**WHAT TO WORK ON**
If a line in the records below contains the word "coincident", return that line.
----
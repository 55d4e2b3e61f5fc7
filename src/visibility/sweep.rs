//! Radial sweep: cast rays toward every occluder endpoint and keep the nearest hits.

use super::config::VisibilityConfig;
use super::fan::{fan, VisibilityTriangle};
use super::polygon::VisibilityPolygon;
use crate::error::VisibilityError;
use crate::primitives::{Point2, Ray2, Segment2};
use log::{debug, trace};
use num_traits::Float;
use std::cmp::Ordering;

/// Where a candidate ray came from.
#[derive(Debug, Clone, Copy, PartialEq, Eq)]
enum RayKind {
    /// Aimed at (or jittered around) an occluder endpoint or the point where
    /// an occluder crosses the radius circle.
    Endpoint,
    /// One of the evenly spaced rays tracing the radius boundary.
    Arc,
}

#[derive(Debug, Clone, Copy)]
struct CandidateRay<F> {
    angle: F,
    kind: RayKind,
}

/// Outcome of casting one ray against the occluders.
#[derive(Debug, Clone, Copy, PartialEq)]
pub(crate) enum RayCast<F> {
    /// The ray stopped on an occluder before reaching the radius.
    Hit {
        point: Point2<F>,
        distance: F,
        /// Index of the blocking occluder.
        segment: usize,
    },
    /// Nothing within the radius blocks the ray.
    Miss,
}

/// Computes the visibility polygon using [`VisibilityConfig::default`].
///
/// See [`visibility_polygon_with_config`] for the full contract.
///
/// # Example
///
/// ```
/// use sightfield::visibility::visibility_polygon;
/// use sightfield::{Point2, Segment2};
///
/// let wall = Segment2::from_coords(5.0, -5.0, 5.0, 5.0);
/// let poly = visibility_polygon(Point2::origin(), 10.0, &[wall]).unwrap();
///
/// // Both wall corners are visible
/// assert!(poly.vertices().iter().any(|v| v.distance(Point2::new(5.0, -5.0)) < 0.01));
/// assert!(poly.vertices().iter().any(|v| v.distance(Point2::new(5.0, 5.0)) < 0.01));
/// // Straight ahead is blocked, straight behind is open
/// assert!(!poly.contains(Point2::new(6.0, 0.0)));
/// assert!(poly.contains(Point2::new(-9.0, 0.0)));
/// ```
pub fn visibility_polygon<F: Float>(
    origin: Point2<F>,
    radius: F,
    segments: &[Segment2<F>],
) -> Result<VisibilityPolygon<F>, VisibilityError> {
    visibility_polygon_with_config(origin, radius, segments, &VisibilityConfig::default())
}

/// Computes the region visible from `origin` within `radius`, occluded by `segments`.
///
/// Three rays are cast toward every segment endpoint and every point where a
/// segment crosses the radius circle (on the point and `angle_jitter` to
/// either side), plus `arc_samples` evenly spaced rays. Each ray stops at the
/// nearest segment or at `radius`. Arc rays contribute where they reach the
/// radius, or where they stop on a segment that extends past the radius;
/// hits on segments lying wholly inside the radius are dropped so walls are
/// not dotted with extra points. The hits are kept in angle order and
/// consecutive points closer than `weld_distance` on both axes are merged.
///
/// Segments may overlap, repeat or come in any orientation. Zero-length
/// segments are ignored. The sweep does not clip to any boundary; pass the
/// edges of the screen or room as segments for a closed scene.
///
/// With no segments and the default config the result is a regular polygon
/// of `arc_samples` vertices on the radius circle.
///
/// # Errors
///
/// - [`VisibilityError::InvalidRadius`] if `radius` is not positive and finite.
/// - [`VisibilityError::NonFiniteInput`] for NaN or infinite coordinates.
/// - [`VisibilityError::InvalidConfig`] if `config` fails validation.
/// - [`VisibilityError::Degenerate`] if fewer than 3 distinct vertices
///   remain, e.g. no segments with `arc_samples == 0`, or a radius not much
///   larger than `weld_distance`.
///
/// # Complexity
///
/// `O(R · S)` for `R = 3(E + C) + arc_samples` rays and `S` segments with
/// `E` endpoints and `C` radius crossings. Comfortable for a few hundred
/// segments per call.
pub fn visibility_polygon_with_config<F: Float>(
    origin: Point2<F>,
    radius: F,
    segments: &[Segment2<F>],
    config: &VisibilityConfig<F>,
) -> Result<VisibilityPolygon<F>, VisibilityError> {
    config.validate()?;
    validate_inputs(origin, radius, segments)?;

    let occluders = occluders(segments);
    let rays = candidate_rays(origin, radius, &occluders, config);

    let reach = radius * radius;
    let reaches_past: Vec<bool> = occluders
        .iter()
        .map(|s| s.endpoints().iter().any(|p| p.distance_squared(origin) > reach))
        .collect();

    let mut samples: Vec<(F, Point2<F>)> = Vec::with_capacity(rays.len());
    for candidate in &rays {
        let ray = Ray2::from_angle(origin, candidate.angle);
        let point = match cast_ray(&ray, radius, &occluders) {
            RayCast::Hit { point, .. } if candidate.kind == RayKind::Endpoint => point,
            RayCast::Hit { point, segment, .. } if reaches_past[segment] => point,
            RayCast::Hit { .. } => continue,
            RayCast::Miss => ray.point_at(radius),
        };
        samples.push((candidate.angle, point));
    }

    let (vertices, angles) = coalesce(samples, config.weld_distance);
    debug!(
        "visibility sweep: {} occluders, {} rays, {} vertices",
        occluders.len(),
        rays.len(),
        vertices.len()
    );

    if vertices.len() < 3 {
        trace!("visibility polygon collapsed to {} vertices", vertices.len());
        return Err(VisibilityError::Degenerate {
            vertices: vertices.len(),
        });
    }

    Ok(VisibilityPolygon::from_parts(origin, radius, vertices, angles))
}

/// Computes the visibility polygon and returns it as a triangle fan.
///
/// Uses [`VisibilityConfig::default`].
pub fn visibility_triangles<F: Float>(
    origin: Point2<F>,
    radius: F,
    segments: &[Segment2<F>],
) -> Result<Vec<VisibilityTriangle<F>>, VisibilityError> {
    visibility_triangles_with_config(origin, radius, segments, &VisibilityConfig::default())
}

/// Computes the visibility polygon with `config` and returns it as a triangle fan.
pub fn visibility_triangles_with_config<F: Float>(
    origin: Point2<F>,
    radius: F,
    segments: &[Segment2<F>],
    config: &VisibilityConfig<F>,
) -> Result<Vec<VisibilityTriangle<F>>, VisibilityError> {
    let polygon = visibility_polygon_with_config(origin, radius, segments, config)?;
    Ok(fan(origin, polygon.vertices()))
}

/// Rejects non-positive radii and non-finite coordinates.
pub(crate) fn validate_inputs<F: Float>(
    origin: Point2<F>,
    radius: F,
    segments: &[Segment2<F>],
) -> Result<(), VisibilityError> {
    if !radius.is_finite() || radius <= F::zero() {
        return Err(VisibilityError::InvalidRadius);
    }
    if !origin.is_finite() || segments.iter().any(|s| !s.is_finite()) {
        return Err(VisibilityError::NonFiniteInput);
    }
    Ok(())
}

/// Returns the segments that can block a ray.
pub(crate) fn occluders<F: Float>(segments: &[Segment2<F>]) -> Vec<Segment2<F>> {
    let kept: Vec<Segment2<F>> = segments
        .iter()
        .copied()
        .filter(|s| !s.is_degenerate(F::epsilon()))
        .collect();

    if kept.len() < segments.len() {
        debug!(
            "ignoring {} zero-length segments",
            segments.len() - kept.len()
        );
    }
    kept
}

/// Builds the sorted, de-duplicated list of ray angles to cast.
fn candidate_rays<F: Float>(
    origin: Point2<F>,
    radius: F,
    occluders: &[Segment2<F>],
    config: &VisibilityConfig<F>,
) -> Vec<CandidateRay<F>> {
    let jitter = config.angle_jitter;
    let tau = F::from(std::f64::consts::TAU).unwrap();
    let coincident = F::epsilon() * F::epsilon();

    let mut rays = Vec::with_capacity(occluders.len() * 12 + config.arc_samples);

    for segment in occluders {
        let crossings = segment.intersect_circle(origin, radius);
        let targets = segment
            .endpoints()
            .into_iter()
            .chain(crossings.into_iter().map(|(point, _)| point));

        for target in targets {
            // No direction to aim at
            if target.distance_squared(origin) <= coincident {
                continue;
            }

            let theta = target.angle_from(origin);
            for angle in [theta - jitter, theta, theta + jitter] {
                rays.push(CandidateRay {
                    angle: wrap_angle(angle),
                    kind: RayKind::Endpoint,
                });
            }
        }
    }

    if config.arc_samples > 0 {
        let start = -F::from(std::f64::consts::PI).unwrap();
        let step = tau / F::from(config.arc_samples).unwrap();
        for k in 0..config.arc_samples {
            rays.push(CandidateRay {
                angle: start + step * F::from(k).unwrap(),
                kind: RayKind::Arc,
            });
        }
    }

    rays.sort_by(|a, b| a.angle.partial_cmp(&b.angle).unwrap_or(Ordering::Equal));

    // Rays this close land on the same point; an endpoint ray outranks an arc ray.
    let merge = jitter * F::from(0.1).unwrap();
    rays.dedup_by(|later, kept| {
        if later.angle - kept.angle >= merge {
            return false;
        }
        if later.kind == RayKind::Endpoint {
            kept.kind = RayKind::Endpoint;
        }
        true
    });

    if rays.len() >= 2 {
        let last = rays[rays.len() - 1];
        if rays[0].angle + tau - last.angle < merge {
            if last.kind == RayKind::Endpoint {
                rays[0].kind = RayKind::Endpoint;
            }
            rays.pop();
        }
    }

    rays
}

/// Casts a ray of length `radius` and reports the nearest occluder it meets.
///
/// `ray` must have a unit direction so that its parameter is a distance.
pub(crate) fn cast_ray<F: Float>(
    ray: &Ray2<F>,
    radius: F,
    occluders: &[Segment2<F>],
) -> RayCast<F> {
    let mut nearest = RayCast::Miss;

    for (index, segment) in occluders.iter().enumerate() {
        let Some((point, t, _)) = ray.intersect_segment(segment) else {
            continue;
        };
        if t <= F::epsilon() || t > radius {
            continue;
        }
        match nearest {
            RayCast::Hit { distance, .. } if distance <= t => {}
            _ => {
                nearest = RayCast::Hit {
                    point,
                    distance: t,
                    segment: index,
                }
            }
        }
    }

    nearest
}

/// Drops points closer than `weld` (on both axes) to the previously kept point, wrap included.
fn coalesce<F: Float>(samples: Vec<(F, Point2<F>)>, weld: F) -> (Vec<Point2<F>>, Vec<F>) {
    let mut vertices: Vec<Point2<F>> = Vec::with_capacity(samples.len());
    let mut angles = Vec::with_capacity(samples.len());

    for (angle, point) in samples {
        if let Some(&last) = vertices.last() {
            if within_weld(last, point, weld) {
                continue;
            }
        }
        vertices.push(point);
        angles.push(angle);
    }

    while vertices.len() >= 2 && within_weld(vertices[0], vertices[vertices.len() - 1], weld) {
        vertices.pop();
        angles.pop();
    }

    (vertices, angles)
}

#[inline]
fn within_weld<F: Float>(a: Point2<F>, b: Point2<F>, weld: F) -> bool {
    (a.x - b.x).abs() < weld && (a.y - b.y).abs() < weld
}

/// Maps an angle from `[-2π, 2π)` into `[-π, π)`.
#[inline]
fn wrap_angle<F: Float>(angle: F) -> F {
    let pi = F::from(std::f64::consts::PI).unwrap();
    let tau = pi + pi;
    if angle >= pi {
        angle - tau
    } else if angle < -pi {
        angle + tau
    } else {
        angle
    }
}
----
**EXPECTED ANSWER**
    let coincident = F::epsilon() * F::epsilon();
            if target.distance_squared(origin) <= coincident {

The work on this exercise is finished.